An irregular alert for issues relating to employee stock options

April 20, 2001
© 2001 by Employee Stock Option Advisors Association, LLC

(If you find this information valuable, please pass it on to a colleague!)


By Michael Gray

Retroactive Repeal of AMT for ISO Exercise Proposed

A group of members of the House of Representatives, led by Representative Zoe Lofgren of San Jose, has introduced H.R. 1487, proposed legislation to retroactively repeal the alternative minimum tax treatment of incentive stock options, effective for options exercised on or after January 1, 2000.

The stock market for 2000 and early 2001 has been a disaster creating severe financial hardships, particularly for employees who exercised incentive stock options and have to pay a tax on income they never received.

I urge you to write to your representatives in Congress in support of this legislation.

Writing to your representatives about the details of hardships that have resulted to you and your family because of the alternative minimum tax will be especially helpful. They need to put a "human suffering" face on the issue in order to persuade them to take action.

Since the members of the House of Representatives who introduced the legislation are mostly California Democrats, who are not in favor with the Bush Administration, and this proposal is not part of President Bush's tax relief legislation, it will only pass if there is a very strong supporting "grass roots" lobbying effort. So your participation is essential.

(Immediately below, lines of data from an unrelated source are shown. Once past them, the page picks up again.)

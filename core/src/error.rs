//! Error types for validation, parsing and value access.
//!
//! Every variant renders a complete sentence, so callers can print the
//! message directly followed by a help hint.

use thiserror::Error;

/// The specification is internally inconsistent.
///
/// Raised by [`validate`](crate::validate) only; the first violation found
/// aborts validation.
#[derive(Debug, Clone, PartialEq, Eq, Error)]
pub enum ConfigError {
    /// A program context without a program name.
    #[error("Configuration must have a program name.")]
    MissingProgramName,
    /// A menu context with a program name.
    #[error("Menu cannot have a program name.")]
    MenuWithProgramName,
    /// Entity name shorter than two characters.
    #[error("{kind} name [{name}] must at least be two characters long.")]
    NameTooShort { kind: &'static str, name: String },
    /// Entity name starting with the option prefix.
    #[error("{kind} name [{name}] must not start with a hyphen.")]
    NameWithHyphen { kind: &'static str, name: String },
    /// Entity name that would be split apart while scanning tokens.
    #[error("{kind} name [{name}] must not contain '=' or whitespace.")]
    InvalidNameCharacter { kind: &'static str, name: String },
    /// Abbreviation that cannot be typed unambiguously.
    #[error("{kind} abbreviation [{abbreviation}] is not a valid character.")]
    InvalidAbbreviation {
        kind: &'static str,
        abbreviation: char,
    },
    /// A version entry without a version string.
    #[error("Version entry requires a non-empty version string.")]
    MissingVersion,
    /// Help and version entries share a name or abbreviation.
    #[error("Help entry and version entry cannot both use [{0}].")]
    SpecialEntriesClash(String),
    /// An option (program mode) or group (menu mode) shadows a special entry.
    #[error("{kind} [{name}] clashes with the {entry} entry.")]
    ClashesWithSpecialEntry {
        kind: &'static str,
        name: String,
        entry: &'static str,
    },
    #[error("Option with name [{0}] already exists.")]
    DuplicateOptionName(String),
    #[error("Option abbreviation [{0}] already exists.")]
    DuplicateOptionAbbreviation(char),
    #[error("Option id [{0}] is used more than once.")]
    DuplicateOptionId(u64),
    #[error("Group with name [{0}] already exists for given groups-set.")]
    DuplicateGroupName(String),
    #[error("Abbreviation [{abbreviation}] for group with name [{name}] already exists.")]
    DuplicateGroupAbbreviation { name: String, abbreviation: char },
    #[error("Group id [{0}] is used more than once in one groups-set.")]
    DuplicateGroupId(u64),
    #[error("Endpoint id [{id}] is used more than once by {owner}.")]
    DuplicateEndpointId { owner: String, id: u64 },
    /// Sub-groups and positionals/endpoints on the same node.
    #[error("{0} cannot have positional arguments and sub-groups.")]
    GroupsAndPositionals(String),
    /// Explicit endpoints combined with direct positionals or requirements.
    #[error("{0} cannot combine explicit endpoints with direct positionals or requirements.")]
    EndpointsAndPositionals(String),
    #[error("Enum of {0} must not be empty.")]
    EmptyEnum(String),
    #[error("Enum of {0} must have unique, non-empty entry names and unique ids.")]
    InvalidEnumEntries(String),
    #[error("Positional argument [{index}] of {owner} must not have an empty name.")]
    EmptyPositionalName { owner: String, index: usize },
    #[error("Maximum of {0} must not be less than its minimum.")]
    MaximumBelowMinimum(String),
    #[error("Maximum of {0} must not be less than its number of positional arguments.")]
    MaximumBelowPositionals(String),
    #[error("Requirements of {0} need at least one positional argument.")]
    RequirementWithoutPositionals(String),
    /// A defaulted positional precedes a required one.
    #[error("Positional [{name}] of {owner} has a default value but is followed by required positionals.")]
    DefaultGap { owner: String, name: String },
    /// Two endpoints of one node accept the same positional count.
    #[error("Effective requirement counts of the endpoints of {0} must not overlap.")]
    OverlappingEndpoints(String),
    #[error("Flag [{0}] cannot declare requirements.")]
    FlagWithRequirements(String),
    #[error("Default values for option [{0}] must not violate its own requirements.")]
    DefaultCountOutOfRange(String),
    #[error("Default value of {who} is expected to be {expected}.")]
    InvalidDefault { who: String, expected: &'static str },
    #[error("Information name and text of {0} must not be empty.")]
    EmptyInformation(String),
    /// A reference id with nothing on the other side to link to.
    #[error("Reference [{id}] of {who} has no counterpart to link to.")]
    DanglingReference { who: String, id: u64 },
    #[error("Group [{group}] cannot use option [{option}] from another group.")]
    ForeignOption { group: String, option: String },
    #[error("Group [{group}] cannot use information [{information}] from another group.")]
    ForeignInformation { group: String, information: String },
}

/// The supplied tokens violate the validated specification.
#[derive(Debug, Clone, PartialEq, Eq, Error)]
pub enum ParseError {
    #[error("Unknown optional argument [{0}] encountered.")]
    UnknownOption(String),
    #[error("Unknown optional argument-abbreviation [{0}] encountered.")]
    UnknownAbbreviation(char),
    #[error("Value [{payload}] missing for optional argument [{option}].")]
    MissingPayload { payload: String, option: String },
    #[error("Value [{0}] not used by optional arguments.")]
    UnusedPayload(String),
    #[error("Unknown {label} [{token}] encountered.")]
    UnknownGroup { label: String, token: String },
    /// Group selection stopped before reaching a node with endpoints.
    #[error("{0} missing.")]
    GroupMissing(String),
    /// `context` is empty or reads ` for <label> [<group>]`.
    #[error("Unrecognized argument [{token}] encountered{context}.")]
    UnrecognizedArgument { token: String, context: String },
    #[error("Argument [{name}] is missing{context}.")]
    ArgumentMissing { name: String, context: String },
    #[error("Invalid {expected} for argument [{name}] encountered.")]
    InvalidValue { expected: &'static str, name: String },
    #[error("Argument [{option}] not meant for {label} [{group}].")]
    OptionNotForGroup {
        option: String,
        label: String,
        group: String,
    },
    #[error("Argument [{0}] is missing.")]
    OptionMissing(String),
    #[error("Argument [{option}] can at most be specified {maximum} times.")]
    TooManyOccurrences { option: String, maximum: usize },
    /// Message returned by a constraint callback.
    #[error("{0}")]
    Constraint(String),
}

/// A [`Value`](crate::Value) was accessed as the wrong kind.
#[derive(Debug, Clone, PartialEq, Eq, Error)]
#[error("Value is not {expected}.")]
pub struct TypeMismatch {
    pub expected: &'static str,
}

impl TypeMismatch {
    pub(crate) fn new(expected: &'static str) -> Self {
        Self { expected }
    }
}

/// Umbrella error for callers that load, validate and parse in one go.
#[derive(Debug, Error)]
pub enum Error {
    #[error(transparent)]
    Config(#[from] ConfigError),

    #[error(transparent)]
    Parse(#[from] ParseError),

    #[error(transparent)]
    TypeMismatch(#[from] TypeMismatch),

    /// Specification file is not valid JSON.
    #[error("JSON error: {0}")]
    Json(#[from] serde_json::Error),

    /// Specification file is not valid YAML.
    #[error("YAML error: {0}")]
    Yaml(#[from] serde_yaml::Error),
}

/// Convenience alias for results with [`Error`].
pub type Result<T> = std::result::Result<T, Error>;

There is also a danger that the interest in this issue will decline now that the filing deadline has passed. We must keep the pressure on in order to persuade Congress and the President to take action.

Jeff Chou, a former Cisco Systems engineer, has launced a web site, www.reformamt.org, to coordinate lobbying to change the tax laws.

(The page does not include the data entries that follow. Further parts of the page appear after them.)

//! Reference resolution between groups, options and information.
//!
//! Options and information without links belong to their owner and its
//! descendants. Declaring links instead hands them to every group sharing
//! one of the ids, as long as each such group sits at or below the owner.
//! Resolution runs in two passes: collect every id, then resolve.

use std::collections::{BTreeMap, BTreeSet};

use tracing::trace;

use crate::error::ConfigError;
use crate::tree::{NodeId, ValidatedConfig};

#[derive(Debug, Clone, Copy, PartialEq, Eq)]
enum Linked {
    Option,
    Information,
    Group(NodeId),
}

/// Fills `users` of options and information plus the per-node lists.
pub(crate) fn resolve(config: &mut ValidatedConfig<'_>) -> Result<(), ConfigError> {
    let registry = collect(config);

    let mut option_users = Vec::with_capacity(config.options.len());
    for option in &config.options {
        let who = format!("option [{}]", option.spec.name);
        let users = resolve_users(&registry, option.owner, &option.spec.links, &who)?;
        for &group in &users {
            if !config.check_parent(option.owner, group) {
                return Err(ConfigError::ForeignOption {
                    group: group_name(config, group),
                    option: option.spec.name.clone(),
                });
            }
        }
        option_users.push(users);
    }

    let mut information_users = Vec::with_capacity(config.information.len());
    for information in &config.information {
        let who = format!("information [{}]", information.spec.name);
        let users = resolve_users(
            &registry,
            information.owner,
            &information.spec.links,
            &who,
        )?;
        for &group in &users {
            if !config.check_parent(information.owner, group) {
                return Err(ConfigError::ForeignInformation {
                    group: group_name(config, group),
                    information: information.spec.name.clone(),
                });
            }
        }
        information_users.push(users);
    }

    // A group reference must be shared with an option or information block.
    for (id, node) in config.nodes() {
        for reference in &node.links {
            let shared = registry
                .get(reference)
                .is_some_and(|linked| linked.iter().any(|l| !matches!(l, Linked::Group(_))));
            if !shared {
                return Err(ConfigError::DanglingReference {
                    who: format!("group [{}]", group_name(config, id)),
                    id: *reference,
                });
            }
        }
    }

    for (option, users) in config.options.iter_mut().zip(option_users) {
        option.users = users;
    }
    for (information, users) in config.information.iter_mut().zip(information_users) {
        information.users = users;
    }

    for index in 0..config.nodes.len() {
        let node = NodeId(index);
        let options = (0..config.options.len())
            .filter(|&i| config.is_usable(&config.options[i], node))
            .collect();
        let information = (0..config.information.len())
            .filter(|&i| {
                config.information[i]
                    .users
                    .iter()
                    .any(|&user| config.check_parent(user, node))
            })
            .collect();

        let entry = &mut config.nodes[index];
        entry.options = options;
        entry.information = information;
        trace!(
            node = index,
            options = entry.options.len(),
            information = entry.information.len(),
            "Resolved node references"
        );
    }
    Ok(())
}

fn collect(config: &ValidatedConfig<'_>) -> BTreeMap<u64, Vec<Linked>> {
    let mut registry: BTreeMap<u64, Vec<Linked>> = BTreeMap::new();
    for option in &config.options {
        for &id in &option.spec.links {
            registry.entry(id).or_default().push(Linked::Option);
        }
    }
    for information in &config.information {
        for &id in &information.spec.links {
            registry.entry(id).or_default().push(Linked::Information);
        }
    }
    for (node, entry) in config.nodes() {
        for &id in &entry.links {
            registry.entry(id).or_default().push(Linked::Group(node));
        }
    }
    registry
}

fn resolve_users(
    registry: &BTreeMap<u64, Vec<Linked>>,
    owner: NodeId,
    links: &BTreeSet<u64>,
    who: &str,
) -> Result<BTreeSet<NodeId>, ConfigError> {
    if links.is_empty() {
        return Ok(BTreeSet::from([owner]));
    }

    let mut users = BTreeSet::new();
    for &id in links {
        let groups: Vec<NodeId> = registry
            .get(&id)
            .into_iter()
            .flatten()
            .filter_map(|linked| match linked {
                Linked::Group(node) => Some(*node),
                Linked::Option | Linked::Information => None,
            })
            .collect();
        if groups.is_empty() {
            return Err(ConfigError::DanglingReference {
                who: who.to_string(),
                id,
            });
        }
        users.extend(groups);
    }
    trace!(who, users = ?users, "Linked to groups");
    Ok(users)
}

fn group_name(config: &ValidatedConfig<'_>, node: NodeId) -> String {
    config.node(node).name().unwrap_or("arguments").to_string()
}

#[cfg(test)]
mod tests {
    use crate::{validate, ConfigError, GroupSpec, InformationSpec, NodeId, OptionSpec, Spec};

    fn git() -> Spec {
        Spec::program("git", "2.0")
            .with_option(OptionSpec::flag("verbose", 1))
            .with_option(OptionSpec::flag("force", 2).with_link(100))
            .with_group(GroupSpec::new("push", 10).with_link(100))
            .with_group(GroupSpec::new("pull", 11))
    }

    #[test]
    fn test_unlinked_option_used_by_owner() {
        let spec = git();
        let config = validate(&spec).unwrap();
        let verbose = config.option_by_name("verbose").unwrap();
        assert_eq!(verbose.users.iter().copied().collect::<Vec<_>>(), vec![NodeId::ROOT]);
        assert!(!verbose.is_restricted());
    }

    #[test]
    fn test_linked_option_restricted_to_groups() {
        let spec = git();
        let config = validate(&spec).unwrap();
        let force = config.option_by_name("force").unwrap();
        let push = config.find_path(&["push"]).unwrap();
        let pull = config.find_path(&["pull"]).unwrap();

        assert!(force.is_restricted());
        assert!(config.is_usable(force, push));
        assert!(!config.is_usable(force, pull));
        // Still usable while no group has been selected yet.
        assert!(config.is_usable(force, NodeId::ROOT));
        assert!(config.node(pull).options.iter().all(|&i| config.options[i].spec.name != "force"));
    }

    #[test]
    fn test_dangling_reference_rejected() {
        let spec = Spec::program("git", "2.0").with_option(OptionSpec::flag("force", 2).with_link(7));
        assert_eq!(
            validate(&spec).unwrap_err(),
            ConfigError::DanglingReference {
                who: "option [force]".into(),
                id: 7,
            }
        );

        let spec = Spec::program("git", "2.0").with_group(GroupSpec::new("push", 1).with_link(8));
        assert!(matches!(
            validate(&spec).unwrap_err(),
            ConfigError::DanglingReference { id: 8, .. }
        ));
    }

    #[test]
    fn test_foreign_option_rejected() {
        let spec = Spec::program("git", "2.0")
            .with_group(GroupSpec::new("push", 10).with_option(OptionSpec::flag("force", 2).with_link(5)))
            .with_group(GroupSpec::new("pull", 11).with_link(5));
        assert_eq!(
            validate(&spec).unwrap_err(),
            ConfigError::ForeignOption {
                group: "pull".into(),
                option: "force".into(),
            }
        );
    }

    #[test]
    fn test_information_visible_below_users() {
        let spec = Spec::program("git", "2.0")
            .with_information(InformationSpec::new("Remotes", "About remotes.").with_link(3))
            .with_group(
                GroupSpec::new("remote", 10)
                    .with_link(3)
                    .with_group(GroupSpec::new("add", 12)),
            )
            .with_group(GroupSpec::new("pull", 11));
        let config = validate(&spec).unwrap();
        let add = config.find_path(&["remote", "add"]).unwrap();
        let pull = config.find_path(&["pull"]).unwrap();
        assert_eq!(config.node(add).information, vec![0]);
        assert!(config.node(pull).information.is_empty());
        assert!(config.root().information.is_empty());
    }
}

While you are writing to Congress, there are at least four more issues to address that are not included in the proposed legislation.

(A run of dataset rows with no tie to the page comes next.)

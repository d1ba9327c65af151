//! Chart construction and painting.
//!
//! Scene builders are pure: history/series in, a backend-neutral [`Scene`]
//! out. The wasm back-end replays scenes onto a 2d canvas; every other
//! target serializes the same scene to inline SVG markup. Keeping the
//! geometry out of the render back-ends is what lets the chart math run in
//! ordinary unit tests.

pub mod export;
pub mod scene;
pub mod sparkline;
pub mod svg;
pub mod trend;

#[cfg(target_arch = "wasm32")]
pub mod canvas;

pub use scene::{Paint, PathSeg, Point, Scene, Shape};
pub use trend::{Period, TrendSeries, TrendStats};
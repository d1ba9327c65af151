use dioxus::prelude::*;

use ui::components::app_navbar::{register_nav, NavBuilder};
use ui::components::{AppNavbar, MonitorRuntime};
use ui::core::theme::ThemeMode;
use ui::views::{About, Monitor};

#[derive(Debug, Clone, Routable, PartialEq)]
#[rustfmt::skip]
enum Route {
    #[layout(MobileNavbar)]
    #[route("/")]
    Monitor {},
    #[route("/about")]
    About {},
}

const MAIN_CSS_INLINE: &str = include_str!(concat!(
    env!("CARGO_MANIFEST_DIR"),
    "/../ui/assets/theme/main.css"
));

fn nav_monitor(label: &str) -> Element {
    rsx!(Link { class: "navbar__link", to: Route::Monitor {}, "{label}" })
}
fn nav_about(label: &str) -> Element {
    rsx!(Link { class: "navbar__link", to: Route::About {}, "{label}" })
}

fn main() {
    dioxus::launch(App);
}

#[component]
fn App() -> Element {
    ui::i18n::init();

    let lang_code = use_signal(|| "en-US".to_string());
    use_context_provider(|| lang_code);

    register_nav(NavBuilder {
        monitor: nav_monitor,
        about: nav_about,
    });

    ui::components::provide_app_state();
    let theme = use_context::<Signal<ThemeMode>>();

    rsx! {
        document::Style { "{MAIN_CSS_INLINE}" }

        div { class: "app {theme().css_class()}",
            MonitorRuntime {}
            Router::<Route> {}
        }
    }
}

/// A mobile-specific Router around the shared `AppNavbar` component
/// which allows us to use the mobile-specific `Route` enum.
#[component]
fn MobileNavbar() -> Element {
    rsx! {
        AppNavbar { }
        Outlet::<Route> {}
    }
}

  1. Non-qualified stock options. Generally, the employee is taxed on the excess of the fair market value on the date of exercise of stock received over the option price as additional compensation income. If the employee experiences a loss for the subsequent sale of the stock, the loss is a capital loss, which is limited to the amount of capital gains plus $3,000.

    I suggest that the loss for the sale of the stock, up to the amount of compensation reported, should be allowed as an ordinary loss and not subject to the capital loss limit.

  2. Employee stock purchase plans. When an employee makes an early disposition, additional compensation income is reported based on the excess of the fair market value on the date the stock is purchased over the option price. The employee adjusts the tax basis (cost to determine gain or loss) of the stock to the fair market value on the date the stock is purchased. If the stock has decreased in value, the result is the employee reports ordinary compensation income and a capital loss for the sale of the stock.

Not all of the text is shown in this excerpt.